The results are a really delicious chocolate loaf...I wouldn't serve it for dessert on its own, I don't think (although topped with ice cream and chocolate sauce, with raspberry coulis, it would probably pretty fantastic). It's a great nibbling cake. The chocolate flavour (from mostly 85% cocoa, with a small handful of chips and one small square of 70%) is rich and deep and the cake is not too sweet. It lacks the soft squishy richness of a classic shortening/white flour loaf, but I don't think that's a bad thing.

I think I will be having cake for breakfast. :)

chocolate chickpea cake

1 tablespoon butter, softened (or oil)
2 tablespoons cocoa powder (skipped it)
5 oz chopped bittersweet chocolate or chocolate chips (I used 3.8 oz 85%, 1 oz semi-sweet chocolate chips and 0.5 oz 70%)
1 (19-ounce) can chickpeas beans, rinsed and drained
4 large eggs
1/2 teaspoon vanilla extract (optional)
1/2 cup granulated sugar (I used raw cane sugar)
1/2 teaspoon baking powder
1/2 teaspoon salt

1. Adjust oven rack to middle position and preheat oven to 350°F. Grease interior of 1 pound loaf pan with flour, then dust all surfaces with cocoa, tapping out extra.

2. In a large microwave-safe bowl, melt chocolate by microwaving in 45-second intervals, at 50% power, stirring with a rubber spatula each time until melted. Alternatively, heat, stirring constantly, over double boiler until melted.


3. Puree beans, eggs and vanilla in a food processor (or using an immersion blender) until smooth, about 1 minute. Add sugar, baking powder and salt and blend to combine, about 20 seconds.


4. Add melted chocolate and blend to combine, scraping down sides of bowl well as necessary. Batter will have a thick, pudding-like consistency.


Transfer batter into prepared pan and bake until knife inserted in center comes out clean, about 45 minutes.


5. Allow cake to cool for 15 minutes on wire cooling rack before inverting onto serving platter. Cool completely. Dust with confectioner's sugar just before serving. Mine only stuck a little bit! (this is an achievement for me).

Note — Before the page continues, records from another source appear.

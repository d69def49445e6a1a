//! An embedded, single-file document store.
//!
//! Documents live in B-trees on fixed-size pages of one data file. A single
//! writer transaction stages page images in memory and commits them through
//! a write-ahead journal; readers see whole committed transactions only.
//!
//! ```no_run
//! use simpledoc::{doc, Config, Database};
//!
//! let db = Database::open("app.db", Config::default())?;
//! let people = db.collection("people");
//! people.create_index("age")?;
//! people.insert_one(doc! { "name" => "Ada", "age" => 36 })?;
//! for person in people.find(doc! { "age" => doc! { "$gte" => 30 } })? {
//!     println!("{}", person?);
//! }
//! # Ok::<(), simpledoc::DbError>(())
//! ```

pub mod bson;
pub mod btree;
mod cache;
pub mod catalog;
mod collection;
pub mod config;
mod db;
pub mod error;
mod file_manager;
mod journal;
pub mod page;
pub mod query;
mod store;
#[cfg(test)]
mod test_utils;
mod txn;

pub use bson::{Document, ObjectId, Value};
pub use cache::CacheStats;
pub use catalog::IndexMeta;
pub use collection::{Collection, Cursor, TxnCollection, TxnCursor, UpdateResult};
pub use config::{Config, SyncMode};
pub use db::{CheckReport, CollectionCheck, Database, DbStats};
pub use error::{DbError, DbResult};
pub use query::Plan;
pub use store::{PageStore, Snapshot};
pub use txn::Transaction;
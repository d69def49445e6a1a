use std::path::{Path, PathBuf};

use tempfile::TempDir;

use crate::{
    config::{Config, SyncMode},
    db::Database,
};

/// Scratch directory removed on drop
pub struct TestDir {
    dir: TempDir,
}

impl TestDir {
    pub fn new() -> Self {
        Self {
            dir: TempDir::new().unwrap(),
        }
    }

    pub fn join<P: AsRef<Path>>(&self, name: P) -> PathBuf {
        self.dir.path().join(name)
    }
}

impl AsRef<Path> for TestDir {
    fn as_ref(&self) -> &Path {
        self.dir.path()
    }
}

/// Small pages so trees grow several levels quickly; no fsync.
pub fn test_config() -> Config {
    Config::new().page_size(512).cache_size(64).sync(SyncMode::Off)
}

/// Open a fresh database in its own scratch directory. Keep the `TestDir`
/// alive for as long as the database is used.
pub fn open_test_db() -> (TestDir, Database) {
    let dir = TestDir::new();
    let db = Database::open(dir.join("test.db"), test_config()).unwrap();
    (dir, db)
}
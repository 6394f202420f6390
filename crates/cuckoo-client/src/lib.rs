//! # Cuckoo Client
//!
//! Invokes Cuckoo remote commands over the messaging fabric without the
//! caller having to know the Cuckoo service topic or its message format.
//!
//! ```ignore
//! let fabric = Arc::new(connected_fabric_client);
//! let client = CuckooClient::new(Arc::clone(&fabric));
//! let tasks = client.run_command("tasks/list").await?;
//! ```

#![allow(clippy::missing_const_for_fn)]
#![cfg_attr(test, allow(clippy::unwrap_used))]
#![cfg_attr(test, allow(clippy::expect_used))]
#![cfg_attr(test, allow(clippy::panic))]

pub mod client;
pub mod config;
pub mod errors;
pub mod payload;

pub use client::{CuckooClient, DXL_SERVICE_TYPE};
pub use config::{ClientConfig, DEFAULT_RESPONSE_TIMEOUT_SECS, MIN_RESPONSE_TIMEOUT_SECS};
pub use errors::{ConfigError, CuckooError};
pub use payload::CommandPayload;

/// Version of the Cuckoo client library.
pub fn version() -> &'static str {
    env!("CARGO_PKG_VERSION")
}
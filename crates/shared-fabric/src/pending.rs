//! # Pending Request Store
//!
//! Maps request message IDs to callers waiting on a correlated response.
//!
//! Flow:
//! 1. Caller registers the request ID and receives a oneshot receiver
//! 2. The request is dispatched to the owning service
//! 3. The service response is routed to `complete()`
//! 4. Caller awaits the receiver, or times out and calls `expire()`

use crate::message::{MessageId, Response};
use dashmap::DashMap;
use std::sync::atomic::{AtomicU64, Ordering};
use std::time::{Duration, Instant};
use tokio::sync::oneshot;
use tracing::{debug, warn};

/// A request waiting for its response.
struct PendingRequest {
    sender: oneshot::Sender<Response>,
    created_at: Instant,
    /// Destination topic (for logging)
    topic: String,
    timeout: Duration,
}

/// Counters for the pending request store.
#[derive(Debug, Default)]
pub struct PendingStats {
    pub total_registered: AtomicU64,
    pub total_completed: AtomicU64,
    pub total_timeouts: AtomicU64,
    /// Cancelled by the caller or dropped receivers
    pub total_cancelled: AtomicU64,
}

/// Correlates in-flight requests with their responses.
pub struct PendingRequestStore {
    pending: DashMap<MessageId, PendingRequest>,
    stats: PendingStats,
}

impl PendingRequestStore {
    #[must_use]
    pub fn new() -> Self {
        Self {
            pending: DashMap::new(),
            stats: PendingStats::default(),
        }
    }

    /// Register a pending request and get a receiver for its response.
    pub fn register(
        &self,
        message_id: MessageId,
        topic: &str,
        timeout: Duration,
    ) -> oneshot::Receiver<Response> {
        let (tx, rx) = oneshot::channel();

        self.pending.insert(
            message_id,
            PendingRequest {
                sender: tx,
                created_at: Instant::now(),
                topic: topic.to_string(),
                timeout,
            },
        );
        self.stats.total_registered.fetch_add(1, Ordering::Relaxed);

        debug!(message_id = %message_id, topic = topic, "Registered pending request");

        rx
    }

    /// Complete a pending request with its response.
    ///
    /// Returns true if the request was found and the waiter received the
    /// response.
    pub fn complete(&self, response: Response) -> bool {
        let request_id = response.request_message_id;
        let Some((_, pending)) = self.pending.remove(&request_id) else {
            warn!(
                message_id = %request_id,
                "Response for unknown or expired request"
            );
            return false;
        };

        let response_time = pending.created_at.elapsed();
        match pending.sender.send(response) {
            Ok(()) => {
                self.stats.total_completed.fetch_add(1, Ordering::Relaxed);
                debug!(
                    message_id = %request_id,
                    topic = pending.topic,
                    response_time_ms = response_time.as_millis(),
                    "Completed pending request"
                );
                true
            }
            Err(_) => {
                self.stats.total_cancelled.fetch_add(1, Ordering::Relaxed);
                debug!(
                    message_id = %request_id,
                    topic = pending.topic,
                    "Pending request receiver dropped"
                );
                false
            }
        }
    }

    /// Cancel a pending request.
    pub fn cancel(&self, message_id: &MessageId) -> bool {
        if self.pending.remove(message_id).is_some() {
            self.stats.total_cancelled.fetch_add(1, Ordering::Relaxed);
            true
        } else {
            false
        }
    }

    /// Drop a request whose waiter gave up after its timeout.
    ///
    /// Counted as a timeout rather than a cancellation.
    pub fn expire(&self, message_id: &MessageId) -> bool {
        let Some((_, request)) = self.pending.remove(message_id) else {
            return false;
        };

        warn!(
            message_id = %message_id,
            topic = request.topic,
            elapsed_ms = request.created_at.elapsed().as_millis(),
            timeout_ms = request.timeout.as_millis(),
            "Pending request timed out"
        );
        self.stats.total_timeouts.fetch_add(1, Ordering::Relaxed);
        true
    }

    pub fn pending_count(&self) -> usize {
        self.pending.len()
    }

    pub fn is_pending(&self, message_id: &MessageId) -> bool {
        self.pending.contains_key(message_id)
    }

    pub fn stats(&self) -> &PendingStats {
        &self.stats
    }
}

impl Default for PendingRequestStore {
    fn default() -> Self {
        Self::new()
    }
}
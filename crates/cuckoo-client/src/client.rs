//! # Cuckoo Client
//!
//! High-level wrapper for invoking Cuckoo remote commands via the fabric.
//!
//! Callers invoke commands by name without dealing with the Cuckoo service
//! topic or its message format. Each call is a single request/response
//! exchange:
//!
//! ```text
//! run_command("tasks/list")
//!     │  {"command": "tasks/list"}
//!     ▼
//! FabricClient::sync_request("/mcafee/service/cuckoo/remote", timeout)
//!     │
//!     ├── Response ───────→ Ok(payload as UTF-8 text)
//!     ├── Error response ─→ Err(CuckooError::RemoteService)
//!     └── FabricError ────→ Err(CuckooError::Transport)
//! ```

use crate::config::ClientConfig;
use crate::errors::CuckooError;
use crate::payload::CommandPayload;
use shared_fabric::{FabricClient, Request};
use std::time::Duration;
use tracing::{debug, debug_span, Instrument, Level, Span};

/// Topic of the Cuckoo service registered with the fabric.
pub const DXL_SERVICE_TYPE: &str = "/mcafee/service/cuckoo/remote";

/// Client for the Cuckoo remote command service.
///
/// The fabric handle is supplied by the caller, who keeps responsibility for
/// connecting and disconnecting it. Pass `Arc<F>` to share one connection
/// between several clients.
pub struct CuckooClient<F> {
    fabric: F,
    response_timeout: Duration,
    min_response_timeout: Duration,
    /// Parent span for every trace emitted by this client.
    span: Span,
}

impl<F: FabricClient> CuckooClient<F> {
    /// Create a client with the default configuration.
    pub fn new(fabric: F) -> Self {
        let config = ClientConfig::default();
        Self::build(fabric, &config)
    }

    /// Create a client from explicit configuration.
    ///
    /// # Errors
    ///
    /// Returns `CuckooError::InvalidArgument` if the configuration does not
    /// validate (for example a default timeout below the minimum).
    pub fn with_config(fabric: F, config: &ClientConfig) -> Result<Self, CuckooError> {
        config.validate()?;
        Ok(Self::build(fabric, config))
    }

    fn build(fabric: F, config: &ClientConfig) -> Self {
        Self {
            fabric,
            response_timeout: config.response_timeout(),
            min_response_timeout: config.min_response_timeout(),
            span: debug_span!("cuckoo_client", service = DXL_SERVICE_TYPE),
        }
    }

    /// The maximum time to wait for a response from the Cuckoo service.
    pub fn response_timeout(&self) -> Duration {
        self.response_timeout
    }

    /// The smallest value accepted by [`set_response_timeout`](Self::set_response_timeout).
    pub fn min_response_timeout(&self) -> Duration {
        self.min_response_timeout
    }

    /// Change the response timeout.
    ///
    /// # Errors
    ///
    /// Returns `CuckooError::InvalidArgument` if `timeout` is below the
    /// minimum; the current timeout is left unchanged.
    pub fn set_response_timeout(&mut self, timeout: Duration) -> Result<(), CuckooError> {
        if timeout < self.min_response_timeout {
            return Err(CuckooError::InvalidArgument(format!(
                "Response timeout must be greater than or equal to {}",
                self.min_response_timeout.as_secs()
            )));
        }
        self.response_timeout = timeout;
        Ok(())
    }

    /// The fabric handle this client sends requests through.
    pub fn fabric(&self) -> &F {
        &self.fabric
    }

    /// Invoke a Cuckoo remote command.
    ///
    /// # Arguments
    ///
    /// * `command_name` - Name of the remote command, e.g. `"tasks/list"`
    ///
    /// # Returns
    ///
    /// The response payload as text, untouched. By convention it is JSON
    /// shaped by the command itself.
    ///
    /// # Errors
    ///
    /// - `CuckooError::RemoteService` if the service answered with an error
    /// - `CuckooError::Transport` for any fabric failure (timeout, disconnect)
    /// - `CuckooError::InvalidUtf8` if the response payload is not UTF-8
    pub async fn run_command(&self, command_name: &str) -> Result<String, CuckooError> {
        let span = debug_span!(parent: &self.span, "run_command", command = command_name);
        self.invoke(CommandPayload::command(command_name))
            .instrument(span)
            .await
    }

    async fn invoke(&self, payload: CommandPayload) -> Result<String, CuckooError> {
        let request = Request::new(DXL_SERVICE_TYPE).with_payload(payload.to_bytes()?);

        if tracing::enabled!(Level::DEBUG) {
            debug!("Request:\n{}", payload.to_pretty_string()?);
        }

        let response = self
            .fabric
            .sync_request(request, self.response_timeout)
            .await?;

        if response.is_error() {
            let (code, message) = response
                .error
                .map(|e| (e.code, e.message))
                .unwrap_or_default();
            return Err(CuckooError::RemoteService { code, message });
        }

        let text = String::from_utf8(response.payload)?;
        debug!("Response:\n{text}");
        Ok(text)
    }
}

#[cfg(test)]
mod tests {
    use super::*;
    use crate::config::MIN_RESPONSE_TIMEOUT_SECS;
    use async_trait::async_trait;
    use parking_lot::Mutex;
    use proptest::prelude::*;
    use shared_fabric::{FabricError, Response};
    use std::sync::Arc;

    enum Reply {
        Payload(Vec<u8>),
        Error(i32, &'static str),
        Fail(FabricError),
    }

    /// Records every request and answers with a fixed reply.
    struct StubFabric {
        reply: Reply,
        seen: Mutex<Vec<(Request, Duration)>>,
    }

    impl StubFabric {
        fn new(reply: Reply) -> Self {
            Self {
                reply,
                seen: Mutex::new(Vec::new()),
            }
        }
    }

    #[async_trait]
    impl FabricClient for StubFabric {
        async fn sync_request(
            &self,
            request: Request,
            timeout: Duration,
        ) -> Result<Response, FabricError> {
            self.seen.lock().push((request.clone(), timeout));
            match &self.reply {
                Reply::Payload(bytes) => Ok(Response::ok(&request, bytes.clone())),
                Reply::Error(code, message) => Ok(Response::error(&request, *code, *message)),
                Reply::Fail(err) => Err(err.clone()),
            }
        }
    }

    #[tokio::test]
    async fn test_run_command_returns_payload_unchanged() {
        let client = CuckooClient::new(StubFabric::new(Reply::Payload(br#"{"ok": true}"#.to_vec())));

        let result = client.run_command("tasks/list").await.unwrap();
        assert_eq!(result, r#"{"ok": true}"#);
    }

    #[tokio::test]
    async fn test_run_command_sends_exact_payload() {
        let client = CuckooClient::new(StubFabric::new(Reply::Payload(b"[]".to_vec())));

        client.run_command("tasks/list").await.unwrap();

        let seen = client.fabric().seen.lock();
        assert_eq!(seen.len(), 1);
        let (request, timeout) = &seen[0];
        assert_eq!(request.destination_topic, DXL_SERVICE_TYPE);
        assert_eq!(request.payload, br#"{"command":"tasks/list"}"#.to_vec());
        assert_eq!(*timeout, Duration::from_secs(30));

        let decoded: serde_json::Value = serde_json::from_slice(&request.payload).unwrap();
        assert_eq!(decoded, serde_json::json!({"command": "tasks/list"}));
    }

    /// Decoded body of the only request the stub has seen.
    fn sent_body(fabric: &StubFabric) -> serde_json::Value {
        let seen = fabric.seen.lock();
        assert_eq!(seen.len(), 1);
        serde_json::from_slice(&seen[0].0.payload).unwrap()
    }

    #[tokio::test]
    async fn test_run_command_escapes_awkward_names() {
        let names = ["", "a\"b", "back\\slash", "\u{0}\n\t\u{1f}", "😀/tasks", "{\"command\": 1}"];

        for name in names {
            let client = CuckooClient::new(StubFabric::new(Reply::Payload(Vec::new())));
            client.run_command(name).await.unwrap();
            assert_eq!(sent_body(client.fabric()), serde_json::json!({ "command": name }));
        }
    }

    proptest! {
        #[test]
        fn test_run_command_payload_decodes_to_command(name in any::<String>()) {
            let runtime = tokio::runtime::Builder::new_current_thread().build().unwrap();
            let client = CuckooClient::new(StubFabric::new(Reply::Payload(Vec::new())));

            runtime.block_on(client.run_command(&name)).unwrap();
            prop_assert_eq!(sent_body(client.fabric()), serde_json::json!({ "command": name }));
        }
    }

    #[tokio::test]
    async fn test_run_command_error_response() {
        let client = CuckooClient::new(StubFabric::new(Reply::Error(5, "bad command")));

        let err = client.run_command("tasks/bogus").await.unwrap_err();
        assert!(matches!(err, CuckooError::RemoteService { code: 5, .. }));
        assert_eq!(err.to_string(), "Error: bad command (5)");
    }

    #[tokio::test]
    async fn test_run_command_propagates_transport_failure() {
        let failure = FabricError::Timeout {
            topic: DXL_SERVICE_TYPE.into(),
            timeout: Duration::from_secs(30),
        };
        let client = CuckooClient::new(StubFabric::new(Reply::Fail(failure.clone())));

        let err = client.run_command("tasks/list").await.unwrap_err();
        match err {
            CuckooError::Transport(inner) => assert_eq!(inner, failure),
            other => panic!("Expected transport error, got {other:?}"),
        }
    }

    #[tokio::test]
    async fn test_run_command_rejects_non_utf8_payload() {
        let client = CuckooClient::new(StubFabric::new(Reply::Payload(vec![0xff, 0xfe])));

        let err = client.run_command("tasks/list").await.unwrap_err();
        assert!(matches!(err, CuckooError::InvalidUtf8(_)));
    }

    #[tokio::test]
    async fn test_run_command_uses_updated_timeout() {
        let mut client = CuckooClient::new(StubFabric::new(Reply::Payload(Vec::new())));
        client.set_response_timeout(Duration::from_secs(600)).unwrap();

        assert_eq!(client.run_command("tasks/list").await.unwrap(), "");
        assert_eq!(client.fabric().seen.lock()[0].1, Duration::from_secs(600));
    }

    #[test]
    fn test_default_timeout() {
        let client = CuckooClient::new(StubFabric::new(Reply::Payload(Vec::new())));
        assert_eq!(client.response_timeout(), Duration::from_secs(30));
        assert_eq!(
            client.min_response_timeout(),
            Duration::from_secs(MIN_RESPONSE_TIMEOUT_SECS)
        );
    }

    #[test]
    fn test_set_timeout_below_minimum_keeps_previous() {
        let mut client = CuckooClient::new(StubFabric::new(Reply::Payload(Vec::new())));

        let err = client.set_response_timeout(Duration::from_secs(1)).unwrap_err();
        assert!(matches!(err, CuckooError::InvalidArgument(_)));
        assert_eq!(
            err.to_string(),
            "Invalid argument: Response timeout must be greater than or equal to 5"
        );
        assert_eq!(client.response_timeout(), Duration::from_secs(30));
    }

    #[test]
    fn test_set_timeout_at_minimum_accepted() {
        let mut client = CuckooClient::new(StubFabric::new(Reply::Payload(Vec::new())));

        client
            .set_response_timeout(Duration::from_secs(MIN_RESPONSE_TIMEOUT_SECS))
            .unwrap();
        assert_eq!(
            client.response_timeout(),
            Duration::from_secs(MIN_RESPONSE_TIMEOUT_SECS)
        );
    }

    #[test]
    fn test_with_config_rejects_default_below_minimum() {
        let config = ClientConfig {
            response_timeout_secs: 30,
            min_response_timeout_secs: 300,
        };
        let result = CuckooClient::with_config(StubFabric::new(Reply::Payload(Vec::new())), &config);
        assert!(matches!(result, Err(CuckooError::InvalidArgument(_))));
    }

    #[test]
    fn test_with_config_applies_values() {
        let config = ClientConfig {
            response_timeout_secs: 900,
            min_response_timeout_secs: 300,
        };
        let mut client =
            CuckooClient::with_config(StubFabric::new(Reply::Payload(Vec::new())), &config).unwrap();

        assert_eq!(client.response_timeout(), Duration::from_secs(900));
        assert!(client.set_response_timeout(Duration::from_secs(299)).is_err());
        assert!(client.set_response_timeout(Duration::from_secs(300)).is_ok());
    }

    #[tokio::test]
    async fn test_shared_fabric_handle() {
        let fabric = Arc::new(StubFabric::new(Reply::Payload(b"{}".to_vec())));
        let first = CuckooClient::new(Arc::clone(&fabric));
        let second = CuckooClient::new(Arc::clone(&fabric));

        first.run_command("tasks/list").await.unwrap();
        second.run_command("cuckoo/status").await.unwrap();

        assert_eq!(fabric.seen.lock().len(), 2);
    }
}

Thanks for reading! If you're interested in more meatless monday ideas, check out the Meatless Monday website.


PS - sorry for the cruddy low-light photos. Sadly, I blog in the real world and thus far, the sun has not yet listened to my pleas to hold off setting until I've finished cooking. ;)


Sarah N said...

I'm not sure I can mess with a good thing (to me, a good chocolate cake is worth the extra calories) but you have definitely inspired me to try out the tacos next meatless Monday! Thank you!

Anonymous said...

This looks awesome! I will definitely try both of these recipes.

Nutrition Coaching said...

OMG this looks so good. Coming from a Latino background I can certainly appreciate this meal. Make it your own by adding some low fat/low sodium options.